Which lines of the data include the string "chords"? List them all.
▽
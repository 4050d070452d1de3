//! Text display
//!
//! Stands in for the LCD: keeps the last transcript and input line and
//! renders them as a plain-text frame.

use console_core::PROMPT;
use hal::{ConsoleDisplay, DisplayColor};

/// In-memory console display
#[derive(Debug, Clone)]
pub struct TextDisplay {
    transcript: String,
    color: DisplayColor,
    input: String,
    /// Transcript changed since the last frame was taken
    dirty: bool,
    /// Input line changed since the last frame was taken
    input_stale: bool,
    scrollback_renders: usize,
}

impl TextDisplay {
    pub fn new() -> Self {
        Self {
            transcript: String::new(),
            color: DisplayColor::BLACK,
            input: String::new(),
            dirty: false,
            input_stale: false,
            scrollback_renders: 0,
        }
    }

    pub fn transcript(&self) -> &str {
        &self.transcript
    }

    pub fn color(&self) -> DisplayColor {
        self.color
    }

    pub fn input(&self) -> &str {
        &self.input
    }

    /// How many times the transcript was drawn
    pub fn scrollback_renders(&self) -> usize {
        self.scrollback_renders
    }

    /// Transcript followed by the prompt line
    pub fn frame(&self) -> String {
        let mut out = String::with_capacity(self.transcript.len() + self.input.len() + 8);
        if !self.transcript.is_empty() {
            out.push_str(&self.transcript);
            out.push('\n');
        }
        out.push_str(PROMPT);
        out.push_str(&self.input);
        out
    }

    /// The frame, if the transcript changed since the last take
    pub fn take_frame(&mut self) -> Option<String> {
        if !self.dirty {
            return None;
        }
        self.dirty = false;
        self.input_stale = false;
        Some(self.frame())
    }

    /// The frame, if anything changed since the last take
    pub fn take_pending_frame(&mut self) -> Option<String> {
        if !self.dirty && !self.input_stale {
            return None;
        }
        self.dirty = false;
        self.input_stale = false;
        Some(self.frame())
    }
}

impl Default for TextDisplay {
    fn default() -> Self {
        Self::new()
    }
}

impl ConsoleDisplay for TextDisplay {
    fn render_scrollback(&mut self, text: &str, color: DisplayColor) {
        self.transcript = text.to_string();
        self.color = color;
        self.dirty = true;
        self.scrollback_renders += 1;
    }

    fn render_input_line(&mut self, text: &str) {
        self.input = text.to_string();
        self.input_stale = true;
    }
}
△
▽
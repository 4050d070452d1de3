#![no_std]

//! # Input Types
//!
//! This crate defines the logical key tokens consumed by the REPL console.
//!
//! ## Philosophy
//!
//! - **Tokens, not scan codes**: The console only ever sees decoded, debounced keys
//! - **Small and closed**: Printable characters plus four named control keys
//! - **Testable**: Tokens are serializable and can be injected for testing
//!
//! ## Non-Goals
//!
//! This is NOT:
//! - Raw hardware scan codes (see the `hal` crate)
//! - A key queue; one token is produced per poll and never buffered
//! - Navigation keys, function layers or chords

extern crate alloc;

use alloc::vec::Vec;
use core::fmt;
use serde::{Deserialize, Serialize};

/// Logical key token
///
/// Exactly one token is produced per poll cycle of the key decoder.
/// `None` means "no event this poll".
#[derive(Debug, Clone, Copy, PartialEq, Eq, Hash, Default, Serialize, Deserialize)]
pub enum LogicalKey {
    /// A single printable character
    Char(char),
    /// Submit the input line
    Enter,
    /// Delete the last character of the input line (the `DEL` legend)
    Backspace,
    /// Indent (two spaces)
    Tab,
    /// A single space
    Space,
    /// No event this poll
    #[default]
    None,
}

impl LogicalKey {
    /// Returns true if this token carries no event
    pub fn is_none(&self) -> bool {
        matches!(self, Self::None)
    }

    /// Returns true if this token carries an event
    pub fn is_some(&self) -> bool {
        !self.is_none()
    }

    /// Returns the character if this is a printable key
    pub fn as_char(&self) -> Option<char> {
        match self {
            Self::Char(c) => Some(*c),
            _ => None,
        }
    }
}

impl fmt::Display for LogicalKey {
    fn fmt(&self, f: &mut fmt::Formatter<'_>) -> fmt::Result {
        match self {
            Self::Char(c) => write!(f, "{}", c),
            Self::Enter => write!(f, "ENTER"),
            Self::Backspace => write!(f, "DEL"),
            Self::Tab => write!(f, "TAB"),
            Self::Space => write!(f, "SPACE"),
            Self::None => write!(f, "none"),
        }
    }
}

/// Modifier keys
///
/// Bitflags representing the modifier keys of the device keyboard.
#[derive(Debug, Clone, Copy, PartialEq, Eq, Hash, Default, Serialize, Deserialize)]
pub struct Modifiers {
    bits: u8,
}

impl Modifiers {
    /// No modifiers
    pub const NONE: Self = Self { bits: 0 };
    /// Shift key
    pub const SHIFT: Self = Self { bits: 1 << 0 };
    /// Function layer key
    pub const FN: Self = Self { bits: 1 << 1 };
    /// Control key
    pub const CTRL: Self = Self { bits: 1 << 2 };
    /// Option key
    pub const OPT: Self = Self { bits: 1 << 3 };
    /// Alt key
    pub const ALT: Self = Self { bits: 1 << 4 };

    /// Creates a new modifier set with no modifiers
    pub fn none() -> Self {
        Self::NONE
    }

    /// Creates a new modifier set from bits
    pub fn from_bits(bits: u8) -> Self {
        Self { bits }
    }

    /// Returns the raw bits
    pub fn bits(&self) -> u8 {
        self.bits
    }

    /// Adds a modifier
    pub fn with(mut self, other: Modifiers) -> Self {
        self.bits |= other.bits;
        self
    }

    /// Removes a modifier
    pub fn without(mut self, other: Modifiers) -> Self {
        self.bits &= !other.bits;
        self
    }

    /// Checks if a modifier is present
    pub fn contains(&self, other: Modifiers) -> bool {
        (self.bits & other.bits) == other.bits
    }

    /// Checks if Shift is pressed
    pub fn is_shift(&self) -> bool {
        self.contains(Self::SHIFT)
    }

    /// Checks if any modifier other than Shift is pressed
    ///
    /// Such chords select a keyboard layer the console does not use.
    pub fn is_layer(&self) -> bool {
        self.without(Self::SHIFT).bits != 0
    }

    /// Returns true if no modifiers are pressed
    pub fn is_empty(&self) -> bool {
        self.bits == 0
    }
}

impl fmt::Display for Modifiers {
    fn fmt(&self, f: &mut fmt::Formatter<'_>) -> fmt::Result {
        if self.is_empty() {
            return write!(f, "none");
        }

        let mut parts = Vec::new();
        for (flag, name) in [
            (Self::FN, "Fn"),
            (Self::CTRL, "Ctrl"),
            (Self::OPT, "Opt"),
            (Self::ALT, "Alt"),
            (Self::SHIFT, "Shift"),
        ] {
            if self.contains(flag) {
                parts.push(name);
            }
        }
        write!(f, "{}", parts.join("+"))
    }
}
△
» TASK RESPONSE:
//! - Navigation keys, function layers or chords
    /// Such chords select a keyboard layer the console does not use.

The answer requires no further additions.